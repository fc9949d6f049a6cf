use chrono::{Datelike, Duration, NaiveDate, Weekday};
use std::sync::Arc;
use tokio::sync::Mutex;

pub const DAYS_PER_WEEK: usize = 7;
pub const DEFAULT_WINDOW_DAYS: i64 = 180;
/// Roughly ten years either side of today.
pub const MAX_WINDOW_DAYS: i64 = 3660;

/// Parameters of the display window around "today".
#[derive(Debug, Clone, Copy, PartialEq, Eq)]
pub struct GridWindow {
    pub days_before: i64,
    pub days_after: i64,
    pub week_start: Weekday,
}

impl Default for GridWindow {
    fn default() -> Self {
        Self {
            days_before: DEFAULT_WINDOW_DAYS,
            days_after: DEFAULT_WINDOW_DAYS,
            week_start: Weekday::Sun,
        }
    }
}

impl GridWindow {
    pub fn symmetric(days: i64, week_start: Weekday) -> Self {
        Self {
            days_before: days,
            days_after: days,
            week_start,
        }
    }
}

#[derive(Debug, Clone, Copy, PartialEq, Eq)]
pub struct CalendarCell {
    pub date: NaiveDate,
    /// 0 = Sunday .. 6 = Saturday.
    pub weekday: u32,
    /// Position inside the week-column, 0 is the window's week start.
    pub row: usize,
    pub column: usize,
}

#[derive(Debug, Clone, Copy, PartialEq, Eq)]
pub struct MonthLabel {
    pub column: usize,
    pub year: i32,
    pub month: u32,
}

impl MonthLabel {
    pub fn text(&self) -> String {
        format!("{}-{:02}", self.year, self.month)
    }
}

#[derive(Debug, Clone, PartialEq, Eq)]
pub struct CalendarGrid {
    pub today: NaiveDate,
    pub window: GridWindow,
    pub start: NaiveDate,
    pub end: NaiveDate,
    pub weeks: Vec<[CalendarCell; DAYS_PER_WEEK]>,
    pub month_labels: Vec<MonthLabel>,
}

impl CalendarGrid {
    pub fn cells(&self) -> impl Iterator<Item = &CalendarCell> {
        self.weeks.iter().flat_map(|week| week.iter())
    }
}

pub fn start_of_week(date: NaiveDate, week_start: Weekday) -> NaiveDate {
    date - Duration::days(days_since(date.weekday(), week_start))
}

pub fn end_of_week(date: NaiveDate, week_start: Weekday) -> NaiveDate {
    start_of_week(date, week_start) + Duration::days(DAYS_PER_WEEK as i64 - 1)
}

fn days_since(day: Weekday, week_start: Weekday) -> i64 {
    let day = i64::from(day.num_days_from_monday());
    let start = i64::from(week_start.num_days_from_monday());
    (day - start).rem_euclid(DAYS_PER_WEEK as i64)
}

/// Lays out full weeks from the week containing `today - days_before` up to the
/// week containing `today + days_after`. Independent of any counts. Window
/// sizes are clamped to `0..=MAX_WINDOW_DAYS`.
pub fn build_grid(today: NaiveDate, window: GridWindow) -> CalendarGrid {
    let before = window.days_before.clamp(0, MAX_WINDOW_DAYS);
    let after = window.days_after.clamp(0, MAX_WINDOW_DAYS);
    let start = start_of_week(today - Duration::days(before), window.week_start);
    let end = end_of_week(today + Duration::days(after), window.week_start);
    let week_count = ((end - start).num_days() as usize + 1) / DAYS_PER_WEEK;

    let mut weeks = Vec::with_capacity(week_count);
    let mut month_labels = Vec::new();
    for column in 0..week_count {
        let week_start = start + Duration::weeks(column as i64);
        let week: [CalendarCell; DAYS_PER_WEEK] = std::array::from_fn(|row| {
            let date = week_start + Duration::days(row as i64);
            CalendarCell {
                date,
                weekday: date.weekday().num_days_from_sunday(),
                row,
                column,
            }
        });

        if let Some(first) = week.iter().find(|cell| cell.date.day() == 1) {
            month_labels.push(MonthLabel {
                column,
                year: first.date.year(),
                month: first.date.month(),
            });
        }
        weeks.push(week);
    }

    CalendarGrid {
        today,
        window,
        start,
        end,
        weeks,
        month_labels,
    }
}

/// Heatmap color bucket for a day's count.
#[derive(Debug, Clone, Copy, PartialEq, Eq)]
pub enum Intensity {
    Empty,
    Level1,
    Level2,
    Level3,
    Level4,
    Level5,
    Over,
}

impl Intensity {
    pub fn for_count(count: u64) -> Self {
        match count {
            0 => Self::Empty,
            1..=19 => Self::Level1,
            20..=39 => Self::Level2,
            40..=59 => Self::Level3,
            60..=79 => Self::Level4,
            80..=99 => Self::Level5,
            _ => Self::Over,
        }
    }

    pub fn as_str(self) -> &'static str {
        match self {
            Self::Empty => "empty",
            Self::Level1 => "level-1",
            Self::Level2 => "level-2",
            Self::Level3 => "level-3",
            Self::Level4 => "level-4",
            Self::Level5 => "level-5",
            Self::Over => "over",
        }
    }
}

/// Open interval of dates, both ends excluded.
#[derive(Debug, Clone, Copy, PartialEq, Eq)]
pub struct DateRange {
    pub after: NaiveDate,
    pub before: NaiveDate,
}

impl DateRange {
    pub fn contains(&self, date: NaiveDate) -> bool {
        date > self.after && date < self.before
    }
}

#[derive(Debug, Clone, Copy, PartialEq, Eq, Default)]
pub struct CellFlags {
    pub is_today: bool,
    pub is_future: bool,
    pub is_highlighted: bool,
}

pub fn classify(date: NaiveDate, today: NaiveDate, highlight: Option<&DateRange>) -> CellFlags {
    CellFlags {
        is_today: date == today,
        is_future: date > today,
        is_highlighted: highlight.is_some_and(|range| range.contains(date)),
    }
}

/// Keeps the last built grid and rebuilds it only when the day or the window
/// changes.
#[derive(Clone, Default)]
pub struct GridCache {
    current: Arc<Mutex<Option<Arc<CalendarGrid>>>>,
}

impl GridCache {
    pub fn new() -> Self {
        Self::default()
    }

    pub async fn get(&self, today: NaiveDate, window: GridWindow) -> Arc<CalendarGrid> {
        let mut current = self.current.lock().await;
        if let Some(grid) = current.as_ref() {
            if grid.today == today && grid.window == window {
                return Arc::clone(grid);
            }
        }

        let grid = Arc::new(build_grid(today, window));
        *current = Some(Arc::clone(&grid));
        grid
    }
}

* **What this task involves**: From the data above, extract every line in its exact form.

* **Written response**:
repository fc9949d6f049a6cf
use chrono::{Datelike, Duration, NaiveDate, Weekday};
use std::sync::Arc;
use tokio::sync::Mutex;

pub const DAYS_PER_WEEK: usize = 7;
pub const DEFAULT_WINDOW_DAYS: i64 = 180;
/// Roughly ten years either side of today.
pub const MAX_WINDOW_DAYS: i64 = 3660;

/// Parameters of the display window around "today".
#[derive(Debug, Clone, Copy, PartialEq, Eq)]
pub struct GridWindow {
    pub days_before: i64,
    pub days_after: i64,
    pub week_start: Weekday,
}

impl Default for GridWindow {
    fn default() -> Self {
        Self {
            days_before: DEFAULT_WINDOW_DAYS,
            days_after: DEFAULT_WINDOW_DAYS,
            week_start: Weekday::Sun,
        }
    }
}

impl GridWindow {
    pub fn symmetric(days: i64, week_start: Weekday) -> Self {
        Self {
            days_before: days,
            days_after: days,
            week_start,
        }
    }
}

#[derive(Debug, Clone, Copy, PartialEq, Eq)]
pub struct CalendarCell {
    pub date: NaiveDate,
    /// 0 = Sunday .. 6 = Saturday.
    pub weekday: u32,
    /// Position inside the week-column, 0 is the window's week start.
    pub row: usize,
    pub column: usize,
}

#[derive(Debug, Clone, Copy, PartialEq, Eq)]
pub struct MonthLabel {
    pub column: usize,
    pub year: i32,
    pub month: u32,
}

impl MonthLabel {
    pub fn text(&self) -> String {
        format!("{}-{:02}", self.year, self.month)
    }
}

#[derive(Debug, Clone, PartialEq, Eq)]
pub struct CalendarGrid {
    pub today: NaiveDate,
    pub window: GridWindow,
    pub start: NaiveDate,
    pub end: NaiveDate,
    pub weeks: Vec<[CalendarCell; DAYS_PER_WEEK]>,
    pub month_labels: Vec<MonthLabel>,
}

impl CalendarGrid {
    pub fn cells(&self) -> impl Iterator<Item = &CalendarCell> {
        self.weeks.iter().flat_map(|week| week.iter())
    }
}

pub fn start_of_week(date: NaiveDate, week_start: Weekday) -> NaiveDate {
    date - Duration::days(days_since(date.weekday(), week_start))
}

pub fn end_of_week(date: NaiveDate, week_start: Weekday) -> NaiveDate {
    start_of_week(date, week_start) + Duration::days(DAYS_PER_WEEK as i64 - 1)
}

fn days_since(day: Weekday, week_start: Weekday) -> i64 {
    let day = i64::from(day.num_days_from_monday());
    let start = i64::from(week_start.num_days_from_monday());
    (day - start).rem_euclid(DAYS_PER_WEEK as i64)
}

/// Lays out full weeks from the week containing `today - days_before` up to the
/// week containing `today + days_after`. Independent of any counts. Window
/// sizes are clamped to `0..=MAX_WINDOW_DAYS`.
pub fn build_grid(today: NaiveDate, window: GridWindow) -> CalendarGrid {
    let before = window.days_before.clamp(0, MAX_WINDOW_DAYS);
    let after = window.days_after.clamp(0, MAX_WINDOW_DAYS);
    let start = start_of_week(today - Duration::days(before), window.week_start);
    let end = end_of_week(today + Duration::days(after), window.week_start);
    let week_count = ((end - start).num_days() as usize + 1) / DAYS_PER_WEEK;

    let mut weeks = Vec::with_capacity(week_count);
    let mut month_labels = Vec::new();
    for column in 0..week_count {
        let week_start = start + Duration::weeks(column as i64);
        let week: [CalendarCell; DAYS_PER_WEEK] = std::array::from_fn(|row| {
            let date = week_start + Duration::days(row as i64);
            CalendarCell {
                date,
                weekday: date.weekday().num_days_from_sunday(),
                row,
                column,
            }
        });

        if let Some(first) = week.iter().find(|cell| cell.date.day() == 1) {
            month_labels.push(MonthLabel {
                column,
                year: first.date.year(),
                month: first.date.month(),
            });
        }
        weeks.push(week);
    }

    CalendarGrid {
        today,
        window,
        start,
        end,
        weeks,
        month_labels,
    }
}

/// Heatmap color bucket for a day's count.
#[derive(Debug, Clone, Copy, PartialEq, Eq)]
pub enum Intensity {
    Empty,
    Level1,
    Level2,
    Level3,
    Level4,
    Level5,
    Over,
}

impl Intensity {
    pub fn for_count(count: u64) -> Self {
        match count {
            0 => Self::Empty,
            1..=19 => Self::Level1,
            20..=39 => Self::Level2,
            40..=59 => Self::Level3,
            60..=79 => Self::Level4,
            80..=99 => Self::Level5,
            _ => Self::Over,
        }
    }

    pub fn as_str(self) -> &'static str {
        match self {
            Self::Empty => "empty",
            Self::Level1 => "level-1",
            Self::Level2 => "level-2",
            Self::Level3 => "level-3",
            Self::Level4 => "level-4",
            Self::Level5 => "level-5",
            Self::Over => "over",
        }
    }
}

/// Open interval of dates, both ends excluded.
#[derive(Debug, Clone, Copy, PartialEq, Eq)]
pub struct DateRange {
    pub after: NaiveDate,
    pub before: NaiveDate,
}

impl DateRange {
    pub fn contains(&self, date: NaiveDate) -> bool {
        date > self.after && date < self.before
    }
}

#[derive(Debug, Clone, Copy, PartialEq, Eq, Default)]
pub struct CellFlags {
    pub is_today: bool,
    pub is_future: bool,
    pub is_highlighted: bool,
}

pub fn classify(date: NaiveDate, today: NaiveDate, highlight: Option<&DateRange>) -> CellFlags {
    CellFlags {
        is_today: date == today,
        is_future: date > today,
        is_highlighted: highlight.is_some_and(|range| range.contains(date)),
    }
}

/// Keeps the last built grid and rebuilds it only when the day or the window
/// changes.
#[derive(Clone, Default)]
pub struct GridCache {
    current: Arc<Mutex<Option<Arc<CalendarGrid>>>>,
}

impl GridCache {
    pub fn new() -> Self {
        Self::default()
    }

    pub async fn get(&self, today: NaiveDate, window: GridWindow) -> Arc<CalendarGrid> {
        let mut current = self.current.lock().await;
        if let Some(grid) = current.as_ref() {
            if grid.today == today && grid.window == window {
                return Arc::clone(grid);
            }
        }

        let grid = Arc::new(build_grid(today, window));
        *current = Some(Arc::clone(&grid));
        grid
    }
}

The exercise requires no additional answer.